くるくる回してから、ぽんと頭にかぶった。どうしたって大きすぎるくせに、そのままいばって先に立つ。
橙色の遊歩道を、白自転車を引き追いかける。
金木犀の名残の甘い風が、長いスカートを揺らした。ビーズのついた黒いぺったん靴は、前に俺が中華街で買ったお土産だ。履いているところ、初めて見た。

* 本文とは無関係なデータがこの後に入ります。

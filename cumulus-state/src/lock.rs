//! Lock information for state backend locking

use chrono::{DateTime, Duration, Utc};
use serde::{Deserialize, Serialize};

/// Default lock timeout in seconds (15 minutes)
pub const DEFAULT_LOCK_TIMEOUT_SECS: i64 = 900;

/// Information about a state lock
#[derive(Debug, Clone, Serialize, Deserialize)]
pub struct LockInfo {
    /// Unique lock identifier, used by force-unlock
    pub id: String,
    /// The command holding the lock (e.g., "apply", "destroy")
    pub operation: String,
    /// username@hostname
    pub who: String,
    /// When the lock was taken
    pub created: DateTime<Utc>,
    /// After this the lock may be taken over by another command
    pub expires: DateTime<Utc>,
}

impl LockInfo {
    /// Lock for `operation` with the default timeout
    pub fn new(operation: impl Into<String>) -> Self {
        Self::with_timeout(operation, DEFAULT_LOCK_TIMEOUT_SECS)
    }

    /// Lock for `operation` expiring after `timeout_secs`
    pub fn with_timeout(operation: impl Into<String>, timeout_secs: i64) -> Self {
        let now = Utc::now();
        Self {
            id: uuid::Uuid::new_v4().to_string(),
            operation: operation.into(),
            who: lock_owner(),
            created: now,
            expires: now + Duration::seconds(timeout_secs),
        }
    }

    /// Check whether the lock has expired
    pub fn is_expired(&self) -> bool {
        Utc::now() > self.expires
    }

    /// Time until expiry, negative once expired
    pub fn time_remaining(&self) -> Duration {
        self.expires - Utc::now()
    }
}

/// `user@hostname` of the current process
fn lock_owner() -> String {
    let username = std::env::var("USER")
        .or_else(|_| std::env::var("USERNAME"))
        .unwrap_or_else(|_| "unknown".to_string());

    let hostname = hostname::get()
        .ok()
        .and_then(|h| h.into_string().ok())
        .unwrap_or_else(|| "unknown".to_string());

    format!("{}@{}", username, hostname)
}

#[cfg(test)]
mod tests {
    use super::*;

    #[test]
    fn test_lock_info_new() {
        let lock = LockInfo::new("apply");
        assert_eq!(lock.operation, "apply");
        assert!(!lock.id.is_empty());
        assert!(lock.who.contains('@'));
        assert!(lock.expires > lock.created);
        assert!(!lock.is_expired());
    }

    #[test]
    fn test_lock_info_with_timeout() {
        let lock = LockInfo::with_timeout("destroy", 60);
        let remaining = lock.time_remaining();
        assert!(remaining.num_seconds() > 55);
        assert!(remaining.num_seconds() <= 60);
    }

    #[test]
    fn test_expired_lock() {
        let lock = LockInfo::with_timeout("apply", -1);
        assert!(lock.is_expired());
    }
}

「ひぐっちゃんはお巡りさんなんでしょ。市民のいのちと生命を守るんじゃないの?」
「いのちと生命は同じだ、よ」
追いつき隙をつき、制帽を取り返す。
夕日にきれいに染まったせいか、彼女の横顔はさびしそうに見えた。長い髪がさらさら風に舞い、誘われている気にさせる。手を伸ばし触れたら、また指をひねられるかな。
「守ってるよう、悪い人を懲らしめてたじゃん」
「カツアゲにしか、見えなかった」
「いや、ああいう人たちと、我が社は持ちつ持たれつだから」
「相変わらずのバカばっかり」
俺は落ち着きなく体を揺らし、ぺらぺらしゃべる。
「ああそうだ。この商売はなかなかうまいよ。工夫次第で、いろんなところから金が入るし、女の子にだってモテる。侵入や尾行、盗撮、盗聴の技術は教えてもらえるし、銃まで撃てるんだぜ。まったく人生楽しいね」
「そんな人生、すぐに破綻する」
「へえ、割りに普通のこと言うのね」
彼女は、あきらめと失望の混ざった顔をゆるりと上げた。
「ていうか、丈一は破綻したいんだよね。現場じゃ、わざとケガするような無茶ばっかして。いきがってるとそのうち、お望みどおりコロっといくよ」
俺はにっこり笑って見せた。
こいつは中学生のときから、はっきりしないもやもやを言葉に差し替えるのが上手だ。
また、きれいな眉間にしわが寄る。
「ちょっとは、将来のこと考えなさいよ。丈一に守るものはないの?」
俺はあごを上げ、考える振りになった。
「ない」
彼女はうつむき歩き出した。今日はこれ以上叱ってくれそうにない。